Do you think the nice Czech DJ came on the radio like we do at WCBN and clearly announced the name of the band and song? It was weeks before I heard it again, and I'm lucky it was a huge smash because it did reappear by way of Asian MTV. I used to live in a faraway land, you see, and I was in Prague on holiday from my Southeast Asian residence where I lived for six years.

So thanks to MTV and Asian CD piracy I bought my first copy (a burned CD in a plastic envelope with a shittily computer printed album cover and song list) of Franz Ferdinand and listened to it quite a bit for quite a while. Next six Tight Pantses, you're going to listen to it too.

...but if you're still looking for punk cred, how's this: drummer Paul Thomson was also in the wicked awesome Yummy Fur, although he wasn't on their incredible first album Nightclub. (See how uuhngschpugg can't admit that Franz Ferdinand is a good record.)

Thursday, January 12, 2012

Into the Future, with Gramma K


I have some things to tell you.

1. I have handed off the Program Director duties to a new recruit, so prepare to witness my transformation from the Wicked Witch of the East into Glenda the Good Witch.

2. I invented a super-fast-amazing way to create my playlists without typing any html myself!!! (No, not by making the new PD do it.) This may result in Tight Pants playlists being more up-to-date!

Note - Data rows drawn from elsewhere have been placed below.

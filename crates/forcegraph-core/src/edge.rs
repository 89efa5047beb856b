//! Directed graph edges.
//!
//! An [`Edge`] references its endpoints by [`NodeId`]. Any number of edges may
//! share the same ordered `(source, target)` pair; the graph tells them apart
//! by [`EdgeId`].

use serde::{Deserialize, Serialize};

use crate::data::EdgeData;
use crate::id::{EdgeId, NodeId};

/// A directed edge between two nodes of the same graph.
#[derive(Debug, Clone, PartialEq, Serialize, Deserialize)]
pub struct Edge {
    /// Identity within the owning graph.
    pub id: EdgeId,
    /// Node the edge leaves.
    pub source: NodeId,
    /// Node the edge enters.
    pub target: NodeId,
    /// Caller payload. Empty unless one was supplied at creation.
    pub data: EdgeData,
}

impl Edge {
    /// Creates an edge. `data` falls back to an empty payload.
    pub fn new(id: EdgeId, source: NodeId, target: NodeId, data: Option<EdgeData>) -> Self {
        Edge {
            id,
            source,
            target,
            data: data.unwrap_or_default(),
        }
    }

    /// The payload label.
    pub fn label(&self) -> &str {
        &self.data.label
    }

    /// Returns `true` if `node` is either endpoint.
    pub fn touches(&self, node: NodeId) -> bool {
        self.source == node || self.target == node
    }
}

3. I can personally confirm that The Listenership (WCBN's 40th anniversary commemorative smoked pale ale created for us by Logan at Arbor Brewing Company) is delicious and won't fuck you up too much. You can safely drink it on a work or school night, so waste no more time and get down there in WCBN's honor.

4. Not being a native of Michigan, I have never been able to wrap my head around the fact that this bridge is privately owned. How is that possible? It's so fucked up I can't digest it at all. So I did some googling to see how many other major international, or even interurban, connectors there were in the USA that were privately owned and I found this website which is pretty cool. Bridges!

Happy Friday, which it will be soon. See you at 3pm.

Friday, January 6, 2012

WCBN IS TURNING 40! Arbor Brewing Company helps us celebrate with BEER.


Hello friends,

Some are saying 40 is the new 30. The age until which a growing number of modern Americans are waiting to settle down, become half a marital unit, and begin to breed. But not WCBN. In its heart WCBN will always remain single, independent, and carefree. Actually it wouldn’t be that bad if WCBN reproduced.

Anyway, to commemorate the 40th anniversary of WCBN moving to FM on January 23, 1972, Arbor Brewing Company has brewed up a smoked English pale called “The Listenership.” You may join us in its unveiling on Wednesday, January 11, at WCBN’s monthly movie screening. This month the movie will be “Jailhouse Rock.”

Doors open at 8:30pm in the Tap Room Annex of the Arbor Brewing Company in downtown Ann Arbor. No one is sure how long this brew will be available (true greatness is always fleeting, so be thankful WCBN has existed as long as it has) so make sure you show up for the movie if you want to get a taste.